FDA: Aseptic Meningitis Risk Related to Lamictal Use

Forty cases of the disease associated with the drug identified through November 2009
By Jeff Muise
HealthDay Reporter

FRIDAY, Aug. 13 (HealthDay News) -- The U.S. Food and Drug Administration has issued a drug safety communication to warn that the seizure and bipolar disorder medication Lamictal (lamotrigine) can cause aseptic meningitis. The FDA is revising the Warnings and Precautions section of the drug label as well as the patient Medication Guide to include this information.

Aseptic meningitis, a non-bacterial form of the disease, can be caused by viruses, toxic agents, autoimmune disease, and some vaccines and medications. Symptoms can include headache, fever, chills, nausea, vomiting, stiff neck, and light sensitivity. The disease may require hospitalization. The agency recommends that suspected cases of meningitis in persons taking Lamictal be rapidly diagnosed and treated, and that, if no other clear cause can be discovered, discontinuation of the drug should be considered.
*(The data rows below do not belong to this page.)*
#[tokio::test]
async fn test_accept_supersedes_siblings_and_assigns_visit() {
    let harness = Harness::new().await;
    let (shift, winner, loser) = matched_with_two_proposals(&harness).await;

    harness.clock.advance(Duration::minutes(12));
    let accepted = harness
        .engine
        .respond_to_proposal(&harness.caregiver_auth(), winner.id, accept(), None)
        .await
        .unwrap();

    assert_eq!(accepted.status, ProposalStatus::Accepted);
    assert_eq!(accepted.response_time_minutes(), Some(12));

    let superseded = harness
        .store
        .get_proposal(loser.id)
        .await
        .unwrap()
        .unwrap();
    assert_eq!(superseded.status, ProposalStatus::Superseded);

    let stored_shift = harness.store.get_shift(shift.id).await.unwrap().unwrap();
    assert_eq!(stored_shift.matching_status, MatchingStatus::Assigned);

    let visit = harness
        .port
        .get_visit(shift.visit_id)
        .await
        .unwrap()
        .unwrap();
    assert_eq!(visit.assigned_caregiver_id, Some(winner.caregiver_id));
    assert_eq!(visit.status, VisitStatus::Scheduled);

    // Exactly one ACCEPTED history row, preceded by the PROPOSED row
    let history = harness.store.history_for_shift(shift.id).await.unwrap();
    let accepted_rows: Vec<_> = history
        .iter()
        .filter(|r| r.outcome == HistoryOutcome::Accepted)
        .collect();
    assert_eq!(accepted_rows.len(), 1);
    assert!(accepted_rows[0].assigned_successfully);
    assert_eq!(accepted_rows[0].response_time_minutes, Some(12));
    let proposed_index = history
        .iter()
        .position(|r| r.outcome == HistoryOutcome::Proposed)
        .unwrap();
    let accepted_index = history
        .iter()
        .position(|r| r.outcome == HistoryOutcome::Accepted)
        .unwrap();
    assert!(proposed_index < accepted_index);
}

#[tokio::test]
async fn test_second_accept_is_rejected() {
    let harness = Harness::new().await;
    let (_shift, winner, loser) = matched_with_two_proposals(&harness).await;

    harness
        .engine
        .respond_to_proposal(&harness.caregiver_auth(), winner.id, accept(), None)
        .await
        .unwrap();

    // The sibling is already SUPERSEDED: no longer respondable
    let err = harness
        .engine
        .respond_to_proposal(&harness.caregiver_auth(), loser.id, accept(), None)
        .await
        .unwrap_err();
    assert!(matches!(err, MatchingError::Validation(_)));
}

#[tokio::test]
async fn test_reject_reopens_the_shift() {
    let harness = Harness::new().await;
    let near = harness.caregiver("Casey Morgan", 10.0, 90);
    let shift = harness.open_shift(harness.visit()).await;

    let outcome = harness
        .engine
        .match_shift(
            &harness.auth(),
            MatchShiftRequest {
                open_shift_id: shift.id,
                configuration_id: None,
                max_candidates: None,
                auto_propose: true,
            },
            None,
        )
        .await
        .unwrap();
    let proposal = outcome.created_proposals[0].clone();
    assert_eq!(proposal.caregiver_id, near);

    let rejected = harness
        .engine
        .respond_to_proposal(
            &harness.caregiver_auth(),
            proposal.id,
            reject(RejectionCategory::TooFar),
            None,
        )
        .await
        .unwrap();
    assert_eq!(rejected.status, ProposalStatus::Rejected);
    assert_eq!(rejected.rejection_category, Some(RejectionCategory::TooFar));

    // No open siblings left: the shift reopens for re-matching
    let stored_shift = harness.store.get_shift(shift.id).await.unwrap().unwrap();
    assert_eq!(stored_shift.matching_status, MatchingStatus::Matched);

    let history = harness.store.history_for_shift(shift.id).await.unwrap();
    let rejection = history
        .iter()
        .find(|r| r.outcome == HistoryOutcome::Rejected)
        .unwrap();
    assert!(rejection.note.as_deref().unwrap_or("").contains("TooFar"));
}

#[tokio::test]
async fn test_rejection_requires_a_reason() {
    let harness = Harness::new().await;
    let (_shift, winner, _loser) = matched_with_two_proposals(&harness).await;

    let err = harness
        .engine
        .respond_to_proposal(
            &harness.caregiver_auth(),
            winner.id,
            ProposalResponse {
                accept: false,
                response_method: ResponseMethod::MobileApp,
                rejection_reason: None,
                rejection_category: None,
                notes: None,
            },
            None,
        )
        .await
        .unwrap_err();
    assert!(matches!(err, MatchingError::Validation(_)));
}

#[tokio::test]
async fn test_self_select_below_threshold_is_rejected() {
    let harness = Harness::with_config(|c| c.require_exact_skill_match = false).await;
    let weak = harness.weak_caregiver("Sam Okafor");
    let shift = harness.open_shift(harness.visit()).await;

    let err = harness
        .engine
        .claim_shift(&harness.caregiver_auth(), weak, shift.id, None)
        .await
        .unwrap_err();
    match err {
        MatchingError::ScoreBelowThreshold {
            score,
            minimum_required,
        } => {
            assert!(score < 60);
            assert_eq!(minimum_required, 60);
        }
        other => panic!("expected score threshold error, got {:?}", other),
    }

    // No proposal was created and the shift did not move
    assert!(harness
        .store
        .proposals_for_shift(shift.id)
        .await
        .unwrap()
        .is_empty());
    let stored = harness.store.get_shift(shift.id).await.unwrap().unwrap();
    assert_eq!(stored.matching_status, MatchingStatus::New);
}

#[tokio::test]
async fn test_self_select_claim_creates_proposal() {
    let harness = Harness::new().await;
    let strong = harness.caregiver("Casey Morgan", 10.0, 90);
    let shift = harness.open_shift(harness.visit()).await;

    let proposal = harness
        .engine
        .claim_shift(&harness.caregiver_auth(), strong, shift.id, None)
        .await
        .unwrap();

    assert_eq!(proposal.proposal_method, ProposalMethod::CaregiverSelfSelect);
    assert_eq!(proposal.status, ProposalStatus::Pending);
    assert!(!proposal.sent_to_caregiver);

    let stored = harness.store.get_shift(shift.id).await.unwrap().unwrap();
    assert_eq!(stored.matching_status, MatchingStatus::Proposed);
}

#[tokio::test]
async fn test_self_select_auto_assignment() {
    let harness = Harness::new().await;
    let strong = harness.caregiver("Casey Morgan", 10.0, 90);
    harness.with_experience(strong, 10, Some(5.0));
    let shift = harness.open_shift(harness.visit()).await;

    // Opt the caregiver into auto-assignment
    let profile = {
        let mut profile = caretide_matching::preferences::CaregiverPreferenceProfile::new(
            strong,
            common::start_instant(),
        );
        profile.accept_auto_assignment = true;
        profile
    };
    harness
        .store
        .upsert_preference_profile(profile)
        .await
        .unwrap();

    let proposal = harness
        .engine
        .claim_shift(&harness.caregiver_auth(), strong, shift.id, None)
        .await
        .unwrap();

    assert_eq!(proposal.status, ProposalStatus::Accepted);
    let stored = harness.store.get_shift(shift.id).await.unwrap().unwrap();
    assert_eq!(stored.matching_status, MatchingStatus::Assigned);
    let visit = harness
        .port
        .get_visit(shift.visit_id)
        .await
        .unwrap()
        .unwrap();
    assert_eq!(visit.assigned_caregiver_id, Some(strong));
}

#[tokio::test]
async fn test_claim_on_assigned_shift_conflicts() {
    let harness = Harness::new().await;
    let (shift, winner, _loser) = matched_with_two_proposals(&harness).await;
    harness
        .engine
        .respond_to_proposal(&harness.caregiver_auth(), winner.id, accept(), None)
        .await
        .unwrap();

    let late = harness.caregiver("Avery Quinn", 12.0, 85);
    let err = harness
        .engine
        .claim_shift(&harness.caregiver_auth(), late, shift.id, None)
        .await
        .unwrap_err();
    assert!(matches!(err, MatchingError::Conflict(_)));
}

#[tokio::test]
async fn test_available_shifts_are_ranked_and_filtered() {
    let harness = Harness::new().await;
    let caregiver = harness.caregiver("Casey Morgan", 10.0, 90);

    let shift_a = harness.open_shift(harness.visit()).await;
    let mut blocked_visit = harness.visit();
    blocked_visit.blocked_caregivers.insert(caregiver);
    let shift_b = harness.open_shift(blocked_visit).await;

    let board = harness
        .engine
        .available_shifts_for_caregiver(&harness.caregiver_auth(), caregiver)
        .await
        .unwrap();

    assert!(board.iter().any(|c| c.open_shift_id == shift_a.id));
    assert!(board.iter().all(|c| c.open_shift_id != shift_b.id));
    // Ranked best-first
    for pair in board.windows(2) {
        assert!(pair[0].overall_score >= pair[1].overall_score);
    }
}
// SPDX-FileCopyrightText: 2026 Mattia Egloff <mattia.egloff@pm.me>
//
// SPDX-License-Identifier: GPL-3.0-or-later

//! Error Types
//!
//! Unified error type for session and envelope operations.

use thiserror::Error;

use crate::crypto::{EncryptionError, KdfError, KeyError};

/// Unified error type for end-to-end encryption operations.
#[derive(Error, Debug, Clone, PartialEq, Eq)]
pub enum E2eeError {
    /// No session exists for this chat.
    #[error("session not found: {0}")]
    SessionNotFound(String),

    /// Identity or ratchet key material was malformed or rejected.
    #[error("key agreement error: {0}")]
    KeyAgreement(String),

    /// A skipped key was requested but has been consumed or evicted.
    #[error("message key not available: chat {chat_id}, generation {generation}, message {message_number}")]
    KeyNotAvailable {
        chat_id: String,
        generation: u32,
        message_number: u32,
    },

    /// Authenticated decryption failed.
    #[error("decryption failed")]
    Decryption,

    /// Algorithm tag is not recognized or not valid for this operation.
    #[error("unsupported algorithm: {0}")]
    UnsupportedAlgorithm(String),

    /// Session was cleared by a compromise and has not been recovered.
    #[error("session compromised: {0}")]
    CompromisedState(String),

    /// Session is an imported shell without private key material.
    #[error("session not established: {0}")]
    NotEstablished(String),

    /// A single receive would derive more keys than allowed.
    #[error("skip limit exceeded: requested {requested}, limit {limit}")]
    SkipLimitExceeded { requested: u32, limit: u32 },

    /// Chain reached its hard length cap before a DH ratchet.
    #[error("rekey required: {0}")]
    RekeyRequired(String),

    /// PQC key or signature bytes were malformed.
    #[error("invalid key: {0}")]
    InvalidKey(String),

    /// Encoding or decoding failed.
    #[error("serialization error: {0}")]
    Serialization(String),

    /// Configuration error.
    #[error("configuration error: {0}")]
    Configuration(String),

    /// Randomness or primitive failure.
    #[error("crypto error: {0}")]
    Crypto(String),
}

/// Result type for end-to-end encryption operations.
pub type E2eeResult<T> = Result<T, E2eeError>;

impl From<KeyError> for E2eeError {
    fn from(err: KeyError) -> Self {
        E2eeError::KeyAgreement(err.to_string())
    }
}

impl From<KdfError> for E2eeError {
    fn from(err: KdfError) -> Self {
        E2eeError::Crypto(err.to_string())
    }
}

impl From<EncryptionError> for E2eeError {
    fn from(err: EncryptionError) -> Self {
        match err {
            EncryptionError::DecryptionFailed => E2eeError::Decryption,
            other => E2eeError::Crypto(other.to_string()),
        }
    }
}

impl From<serde_json::Error> for E2eeError {
    fn from(err: serde_json::Error) -> Self {
        E2eeError::Serialization(err.to_string())
    }
}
The FDA became aware of the aseptic meningitis risk through routine adverse event monitoring and communications with GlaxoSmithKline, the drug's manufacturer. Between drug approval in December 1994 through November 2009, 40 cases of aseptic meningitis in patients taking Lamictal were identified, with 35 of the patients requiring hospitalization. In most cases, symptoms ended after patients discontinued Lamictal. In 15 cases, symptoms returned when patients restarted the drug.

"Aseptic meningitis is a rare but serious side effect of Lamictal use," Russell Katz, M.D., director of the Division of Neurology Products in the FDA's Center for Drug Evaluation and Research, said in a statement. "Patients that experience symptoms should consult their health care professional immediately."